→ **What the task asks**
Report every line of the records below that contains the word "Returns".

→ **Saved entries**
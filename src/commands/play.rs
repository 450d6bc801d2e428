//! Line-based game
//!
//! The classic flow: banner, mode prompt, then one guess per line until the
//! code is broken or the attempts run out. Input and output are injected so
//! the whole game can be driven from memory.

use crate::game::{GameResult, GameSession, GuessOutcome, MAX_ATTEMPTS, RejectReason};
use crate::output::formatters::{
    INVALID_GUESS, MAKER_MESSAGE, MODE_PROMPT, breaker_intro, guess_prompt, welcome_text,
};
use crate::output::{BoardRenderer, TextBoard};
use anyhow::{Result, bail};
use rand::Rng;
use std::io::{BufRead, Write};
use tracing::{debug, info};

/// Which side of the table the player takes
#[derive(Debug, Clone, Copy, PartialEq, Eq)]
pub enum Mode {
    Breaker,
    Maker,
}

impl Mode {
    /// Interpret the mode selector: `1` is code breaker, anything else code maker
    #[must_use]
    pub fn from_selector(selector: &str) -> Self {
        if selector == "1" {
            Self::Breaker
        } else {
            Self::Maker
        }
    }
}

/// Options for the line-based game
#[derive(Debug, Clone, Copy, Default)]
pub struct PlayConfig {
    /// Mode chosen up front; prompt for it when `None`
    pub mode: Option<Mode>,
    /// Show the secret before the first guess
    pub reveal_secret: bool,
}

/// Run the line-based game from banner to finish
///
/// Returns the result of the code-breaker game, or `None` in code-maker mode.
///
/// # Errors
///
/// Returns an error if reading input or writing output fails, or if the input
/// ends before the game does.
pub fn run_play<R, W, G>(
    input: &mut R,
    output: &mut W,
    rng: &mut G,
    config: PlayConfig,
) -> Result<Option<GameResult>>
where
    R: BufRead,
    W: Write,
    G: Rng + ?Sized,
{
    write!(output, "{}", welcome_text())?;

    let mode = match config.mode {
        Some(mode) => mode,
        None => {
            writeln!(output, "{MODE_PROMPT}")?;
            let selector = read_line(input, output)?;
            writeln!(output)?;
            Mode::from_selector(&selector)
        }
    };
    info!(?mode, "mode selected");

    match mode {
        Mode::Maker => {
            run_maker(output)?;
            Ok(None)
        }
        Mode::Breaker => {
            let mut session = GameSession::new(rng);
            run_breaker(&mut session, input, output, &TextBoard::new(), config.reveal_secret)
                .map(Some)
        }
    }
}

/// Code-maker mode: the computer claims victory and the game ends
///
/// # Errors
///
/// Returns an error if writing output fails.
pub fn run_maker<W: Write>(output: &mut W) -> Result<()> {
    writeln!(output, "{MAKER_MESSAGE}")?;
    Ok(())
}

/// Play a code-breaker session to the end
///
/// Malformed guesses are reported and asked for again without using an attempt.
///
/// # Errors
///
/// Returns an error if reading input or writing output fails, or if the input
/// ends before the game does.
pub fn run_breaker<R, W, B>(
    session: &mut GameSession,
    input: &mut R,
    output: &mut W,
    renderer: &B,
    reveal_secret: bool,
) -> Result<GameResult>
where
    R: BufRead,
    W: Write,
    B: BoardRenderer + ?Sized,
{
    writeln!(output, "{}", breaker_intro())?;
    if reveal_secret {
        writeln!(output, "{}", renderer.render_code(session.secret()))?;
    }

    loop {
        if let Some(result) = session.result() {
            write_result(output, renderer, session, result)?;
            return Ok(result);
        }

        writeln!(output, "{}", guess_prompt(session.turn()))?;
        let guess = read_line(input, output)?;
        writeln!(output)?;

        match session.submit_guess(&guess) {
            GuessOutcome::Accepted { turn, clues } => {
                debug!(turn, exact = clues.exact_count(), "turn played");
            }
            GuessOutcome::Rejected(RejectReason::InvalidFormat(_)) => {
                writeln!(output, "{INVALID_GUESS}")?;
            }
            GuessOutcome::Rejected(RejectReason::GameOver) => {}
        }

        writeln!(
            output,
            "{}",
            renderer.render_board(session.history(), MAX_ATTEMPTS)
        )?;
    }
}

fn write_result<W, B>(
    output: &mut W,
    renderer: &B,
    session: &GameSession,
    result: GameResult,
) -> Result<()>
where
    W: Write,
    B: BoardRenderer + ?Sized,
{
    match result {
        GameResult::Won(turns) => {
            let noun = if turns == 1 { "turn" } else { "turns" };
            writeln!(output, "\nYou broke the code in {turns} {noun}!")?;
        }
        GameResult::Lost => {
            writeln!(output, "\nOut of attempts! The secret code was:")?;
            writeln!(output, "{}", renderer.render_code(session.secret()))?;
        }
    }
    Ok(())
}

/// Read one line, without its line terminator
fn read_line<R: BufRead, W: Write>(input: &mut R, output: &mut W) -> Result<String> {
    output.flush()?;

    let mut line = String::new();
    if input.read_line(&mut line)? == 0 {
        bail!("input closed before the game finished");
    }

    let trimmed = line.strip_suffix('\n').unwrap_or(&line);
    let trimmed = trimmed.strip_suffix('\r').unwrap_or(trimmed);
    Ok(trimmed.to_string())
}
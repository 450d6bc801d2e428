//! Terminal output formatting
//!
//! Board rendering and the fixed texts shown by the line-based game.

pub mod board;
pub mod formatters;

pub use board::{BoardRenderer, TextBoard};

→ **Solution to this exercise**
/// Returns the result of the code-breaker game, or `None` in code-maker mode.
/// Returns an error if reading input or writing output fails, or if the input
/// Returns an error if writing output fails.
/// Returns an error if reading input or writing output fails, or if the input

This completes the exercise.